Abstract Low immunogenicity, insufficient immune infiltrates, and inhibitive microenvironment of tumors ruthlessly weakened the therapeutic efficacy of immunotherapies. How to improve the therapy efficacy by reshaping the tumor immune microenvironment still remains a challenge that needs to be urgently addressed. Here, a novel dual‐defect nitrogen‐rich carbon nitride‐based heterostructural nanocatalyst (CNO@CuMS) possessing brilliant piezocatalytic H 2 O 2 generation, sonocatalytic 1 O 2 generation, Fenton‐like catalytic •OH generation, and cell cuproptosis inducing properties are developed. Accompanied by the ultrasonic treatment, immunogenic cell death (ICD) and the subsequent releasing of damage‐associated molecular patterns (DAMPs) of tumor cells are successfully triggered by CNO@CuMS, which resulted in the activation of systematic antitumor response and enhanced the infiltration of CD8 + cytotoxic T lymphocytes and natural killer (NK) cells at tumor site.
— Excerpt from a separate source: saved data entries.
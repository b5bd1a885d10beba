//! Summary metrics over an order set

use super::order::{Order, OrderStatus, Region};
use chrono::{Datelike, Weekday};
use serde::Serialize;
use std::collections::HashSet;

crate::keyed_table!(
    /// Per-status values, one slot per [`OrderStatus`]
    StatusTable,
    OrderStatus
);

crate::keyed_table!(
    /// Per-region values, one slot per [`Region`]
    RegionTable,
    Region
);

crate::keyed_table!(
    /// Per-weekday values, Sunday first
    WeekdayTable,
    Weekday
);

/// Orders and revenue that fell on one weekday
#[derive(Debug, Clone, Copy, Default, PartialEq, Serialize)]
pub struct DailyActivity {
    pub orders: u64,
    pub revenue: f64,
}

/// Aggregated metrics for the current (possibly filtered) order set
///
/// Every table is zero-filled: a status or region without orders reads as 0.
#[derive(Debug, Clone, Default, PartialEq, Serialize)]
pub struct OrderStats {
    pub total_orders: u64,
    pub total_revenue: f64,
    pub status_counts: StatusTable<u64>,
    pub region_counts: RegionTable<u64>,
    pub region_revenue: RegionTable<f64>,
    pub unique_customers: u64,
    /// Order count and revenue grouped by day of week
    pub weekday: WeekdayTable<DailyActivity>,
}

impl OrderStats {
    /// Share of orders with `status`, in percent
    pub fn status_share(&self, status: OrderStatus) -> f64 {
        percent(self.status_counts[status], self.total_orders)
    }

    /// Share of delivered orders, in percent
    pub fn delivered_share(&self) -> f64 {
        self.status_share(OrderStatus::Delivered)
    }

    /// Share of orders placed in `region`, in percent
    pub fn region_share(&self, region: Region) -> f64 {
        percent(self.region_counts[region], self.total_orders)
    }

    /// The most frequent status and its count
    ///
    /// Ties go to the status listed first in [`OrderStatus::ALL`]. Returns
    /// `None` for an empty set.
    pub fn top_status(&self) -> Option<(OrderStatus, u64)> {
        self.status_counts
            .iter()
            .filter(|(_, count)| **count > 0)
            .fold(None, |best: Option<(OrderStatus, u64)>, (status, count)| match best {
                Some((_, best_count)) if best_count >= *count => best,
                _ => Some((status, *count)),
            })
    }

    /// Mean order amount, 0 for an empty set
    pub fn average_order_value(&self) -> f64 {
        if self.total_orders == 0 {
            0.0
        } else {
            self.total_revenue / self.total_orders as f64
        }
    }
}

/// `part / whole` as a percentage, 0 when `whole` is 0
pub fn percent(part: u64, whole: u64) -> f64 {
    if whole == 0 {
        0.0
    } else {
        part as f64 / whole as f64 * 100.0
    }
}

/// Reduce an order set to its summary metrics in a single pass
pub fn aggregate(orders: &[Order]) -> OrderStats {
    let mut stats = OrderStats::default();
    let mut customers: HashSet<&str> = HashSet::new();

    for order in orders {
        stats.total_orders += 1;
        stats.total_revenue += order.amount;
        stats.status_counts[order.status] += 1;
        stats.region_counts[order.region] += 1;
        stats.region_revenue[order.region] += order.amount;

        let day = &mut stats.weekday[order.created_at.weekday()];
        day.orders += 1;
        day.revenue += order.amount;

        customers.insert(order.customer.as_str());
    }

    stats.unique_customers = customers.len() as u64;
    stats
}
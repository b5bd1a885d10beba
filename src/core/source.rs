//! Order source trait and the generator-backed mock implementation

use super::generator::OrderGenerator;
use super::order::Order;
use anyhow::{Result, anyhow};
use async_trait::async_trait;
use chrono::Utc;
use rand::SeedableRng;
use rand::rngs::StdRng;
use std::sync::Mutex;
use std::time::Duration;

/// Service trait producing a fresh batch of orders
///
/// Each call returns a complete collection that replaces the previous one.
/// The dashboard is agnostic to where the orders come from.
#[async_trait]
pub trait OrderSource: Send + Sync {
    /// Fetch the current batch of orders
    async fn fetch(&self) -> Result<Vec<Order>>;
}

/// Mock source that regenerates orders on every fetch
///
/// An optional latency simulates a network round trip.
pub struct MockOrderSource {
    generator: OrderGenerator,
    rng: Mutex<StdRng>,
    latency: Duration,
}

impl MockOrderSource {
    /// Create a source seeded from system entropy
    pub fn new(generator: OrderGenerator) -> Self {
        Self::with_rng(generator, StdRng::from_entropy())
    }

    /// Create a deterministic source
    pub fn seeded(generator: OrderGenerator, seed: u64) -> Self {
        Self::with_rng(generator, StdRng::seed_from_u64(seed))
    }

    fn with_rng(generator: OrderGenerator, rng: StdRng) -> Self {
        Self {
            generator,
            rng: Mutex::new(rng),
            latency: Duration::ZERO,
        }
    }

    /// Delay every fetch by `latency`
    pub fn with_latency(mut self, latency: Duration) -> Self {
        self.latency = latency;
        self
    }
}

impl Default for MockOrderSource {
    fn default() -> Self {
        Self::new(OrderGenerator::default())
    }
}

#[async_trait]
impl OrderSource for MockOrderSource {
    async fn fetch(&self) -> Result<Vec<Order>> {
        if !self.latency.is_zero() {
            tokio::time::sleep(self.latency).await;
        }

        let mut rng = self
            .rng
            .lock()
            .map_err(|e| anyhow!("Failed to acquire generator lock: {}", e))?;

        Ok(self.generator.generate(&mut *rng, Utc::now()))
    }
}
The large quantitatively generated reactive oxygen species (ROS) also promoted the polarization of M2‐type macrophage to M1‐type as well. Benefitting from this tumor immune microenvironment remodelling effect, remarkable malignant orthotopic osteosarcoma therapy efficacy is achieved employing CNO@CuMS + α PD‐1 combination strategy under ultrasonic treatment, with no significant side effects are observed. This research not only proposes a method to fabricate high proformance carbon nitride‐based nanocatalyst but also provides a new strategy to realize highly efficient malignant bone tumor therapy during clinical practice.